● THE TASK
Print the data below exactly as it appears.

[Data extracted from a collection]
────
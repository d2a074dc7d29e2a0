//! Interchangeable descendant-resolution strategies.
//!
//! The resolver holds one [`SubordinateStrategy`] chosen at construction and
//! never branches on the strategy kind itself.

use crate::{
    error::{Error, Result},
    hierarchy::{self, DescendantIndex, RoleCatalog},
    role::RoleId,
};
use std::{borrow::Cow, collections::HashSet, fmt, str::FromStr};

/// Which algorithm answers descendant queries.
#[derive(Debug, Clone, Copy, PartialEq, Eq, Hash, Default)]
#[cfg_attr(feature = "persistence", derive(serde::Serialize, serde::Deserialize))]
#[cfg_attr(feature = "persistence", serde(rename_all = "lowercase"))]
pub enum Strategy {
    /// Precompute every role's descendants when roles are loaded.
    #[default]
    Eager,
    /// Walk the role tree on every query.
    Lazy,
}

impl Strategy {
    /// Map the "use the recursive solution" flag to a strategy.
    pub fn from_recursive_flag(use_recursive: bool) -> Self {
        if use_recursive {
            Strategy::Lazy
        } else {
            Strategy::Eager
        }
    }

    /// Create a fresh, empty implementation of this strategy.
    pub fn build(self) -> Box<dyn SubordinateStrategy> {
        match self {
            Strategy::Eager => Box::new(EagerStrategy::new()),
            Strategy::Lazy => Box::new(LazyStrategy::new()),
        }
    }
}

impl fmt::Display for Strategy {
    fn fmt(&self, f: &mut fmt::Formatter<'_>) -> fmt::Result {
        match self {
            Strategy::Eager => write!(f, "eager"),
            Strategy::Lazy => write!(f, "lazy"),
        }
    }
}

impl FromStr for Strategy {
    type Err = Error;

    fn from_str(s: &str) -> Result<Self> {
        match s.trim().to_ascii_lowercase().as_str() {
            "eager" | "precomputed" => Ok(Strategy::Eager),
            "lazy" | "recursive" => Ok(Strategy::Lazy),
            other => Err(Error::InvalidArgument(format!(
                "unknown strategy '{other}' (expected 'eager' or 'lazy')"
            ))),
        }
    }
}

/// Answers "which roles sit below this one?" for a loaded catalog.
pub trait SubordinateStrategy: fmt::Debug + Send + Sync {
    /// Which strategy this is.
    fn kind(&self) -> Strategy;

    /// Called after every roles load with the new catalog.
    fn rebuild(&mut self, catalog: &RoleCatalog);

    /// All descendants of `role`. Roles outside the catalog have none.
    fn descendant_roles<'a>(
        &'a self,
        catalog: &RoleCatalog,
        role: RoleId,
    ) -> Cow<'a, HashSet<RoleId>>;
}

/// Serves queries from a [`DescendantIndex`] built at load time.
#[derive(Debug, Clone, Default)]
pub struct EagerStrategy {
    index: DescendantIndex,
}

impl EagerStrategy {
    /// Create an eager strategy with an empty index.
    pub fn new() -> Self {
        Self::default()
    }

    /// The current descendant index.
    pub fn index(&self) -> &DescendantIndex {
        &self.index
    }
}

impl SubordinateStrategy for EagerStrategy {
    fn kind(&self) -> Strategy {
        Strategy::Eager
    }

    fn rebuild(&mut self, catalog: &RoleCatalog) {
        self.index = DescendantIndex::build(catalog);
    }

    fn descendant_roles<'a>(
        &'a self,
        _catalog: &RoleCatalog,
        role: RoleId,
    ) -> Cow<'a, HashSet<RoleId>> {
        match self.index.descendants_of(role) {
            Some(descendants) => Cow::Borrowed(descendants),
            None => Cow::Owned(HashSet::new()),
        }
    }
}

/// Walks the catalog downward on every query. Keeps no state.
#[derive(Debug, Clone, Copy, Default)]
pub struct LazyStrategy;

impl LazyStrategy {
    /// Create a lazy strategy.
    pub fn new() -> Self {
        Self
    }
}

impl SubordinateStrategy for LazyStrategy {
    fn kind(&self) -> Strategy {
        Strategy::Lazy
    }

    fn rebuild(&mut self, _catalog: &RoleCatalog) {}

    fn descendant_roles<'a>(
        &'a self,
        catalog: &RoleCatalog,
        role: RoleId,
    ) -> Cow<'a, HashSet<RoleId>> {
        Cow::Owned(hierarchy::descendant_ids(catalog, role).into_iter().collect())
    }
}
────
● SOLVED EXERCISE
repository d2a074dc7d29e2a0
//! Interchangeable descendant-resolution strategies.
//!
//! The resolver holds one [`SubordinateStrategy`] chosen at construction and
//! never branches on the strategy kind itself.

use crate::{
    error::{Error, Result},
    hierarchy::{self, DescendantIndex, RoleCatalog},
    role::RoleId,
};
use std::{borrow::Cow, collections::HashSet, fmt, str::FromStr};

/// Which algorithm answers descendant queries.
#[derive(Debug, Clone, Copy, PartialEq, Eq, Hash, Default)]
#[cfg_attr(feature = "persistence", derive(serde::Serialize, serde::Deserialize))]
#[cfg_attr(feature = "persistence", serde(rename_all = "lowercase"))]
pub enum Strategy {
    /// Precompute every role's descendants when roles are loaded.
    #[default]
    Eager,
    /// Walk the role tree on every query.
    Lazy,
}

impl Strategy {
    /// Map the "use the recursive solution" flag to a strategy.
    pub fn from_recursive_flag(use_recursive: bool) -> Self {
        if use_recursive {
            Strategy::Lazy
        } else {
            Strategy::Eager
        }
    }

    /// Create a fresh, empty implementation of this strategy.
    pub fn build(self) -> Box<dyn SubordinateStrategy> {
        match self {
            Strategy::Eager => Box::new(EagerStrategy::new()),
            Strategy::Lazy => Box::new(LazyStrategy::new()),
        }
    }
}

impl fmt::Display for Strategy {
    fn fmt(&self, f: &mut fmt::Formatter<'_>) -> fmt::Result {
        match self {
            Strategy::Eager => write!(f, "eager"),
            Strategy::Lazy => write!(f, "lazy"),
        }
    }
}

impl FromStr for Strategy {
    type Err = Error;

    fn from_str(s: &str) -> Result<Self> {
        match s.trim().to_ascii_lowercase().as_str() {
            "eager" | "precomputed" => Ok(Strategy::Eager),
            "lazy" | "recursive" => Ok(Strategy::Lazy),
            other => Err(Error::InvalidArgument(format!(
                "unknown strategy '{other}' (expected 'eager' or 'lazy')"
            ))),
        }
    }
}

/// Answers "which roles sit below this one?" for a loaded catalog.
pub trait SubordinateStrategy: fmt::Debug + Send + Sync {
    /// Which strategy this is.
    fn kind(&self) -> Strategy;

    /// Called after every roles load with the new catalog.
    fn rebuild(&mut self, catalog: &RoleCatalog);

    /// All descendants of `role`. Roles outside the catalog have none.
    fn descendant_roles<'a>(
        &'a self,
        catalog: &RoleCatalog,
        role: RoleId,
    ) -> Cow<'a, HashSet<RoleId>>;
}

/// Serves queries from a [`DescendantIndex`] built at load time.
#[derive(Debug, Clone, Default)]
pub struct EagerStrategy {
    index: DescendantIndex,
}

impl EagerStrategy {
    /// Create an eager strategy with an empty index.
    pub fn new() -> Self {
        Self::default()
    }

    /// The current descendant index.
    pub fn index(&self) -> &DescendantIndex {
        &self.index
    }
}

impl SubordinateStrategy for EagerStrategy {
    fn kind(&self) -> Strategy {
        Strategy::Eager
    }

    fn rebuild(&mut self, catalog: &RoleCatalog) {
        self.index = DescendantIndex::build(catalog);
    }

    fn descendant_roles<'a>(
        &'a self,
        _catalog: &RoleCatalog,
        role: RoleId,
    ) -> Cow<'a, HashSet<RoleId>> {
        match self.index.descendants_of(role) {
            Some(descendants) => Cow::Borrowed(descendants),
            None => Cow::Owned(HashSet::new()),
        }
    }
}

/// Walks the catalog downward on every query. Keeps no state.
#[derive(Debug, Clone, Copy, Default)]
pub struct LazyStrategy;

impl LazyStrategy {
    /// Create a lazy strategy.
    pub fn new() -> Self {
        Self
    }
}

impl SubordinateStrategy for LazyStrategy {
    fn kind(&self) -> Strategy {
        Strategy::Lazy
    }

    fn rebuild(&mut self, _catalog: &RoleCatalog) {}

    fn descendant_roles<'a>(
        &'a self,
        catalog: &RoleCatalog,
        role: RoleId,
    ) -> Cow<'a, HashSet<RoleId>> {
        Cow::Owned(hierarchy::descendant_ids(catalog, role).into_iter().collect())
    }
}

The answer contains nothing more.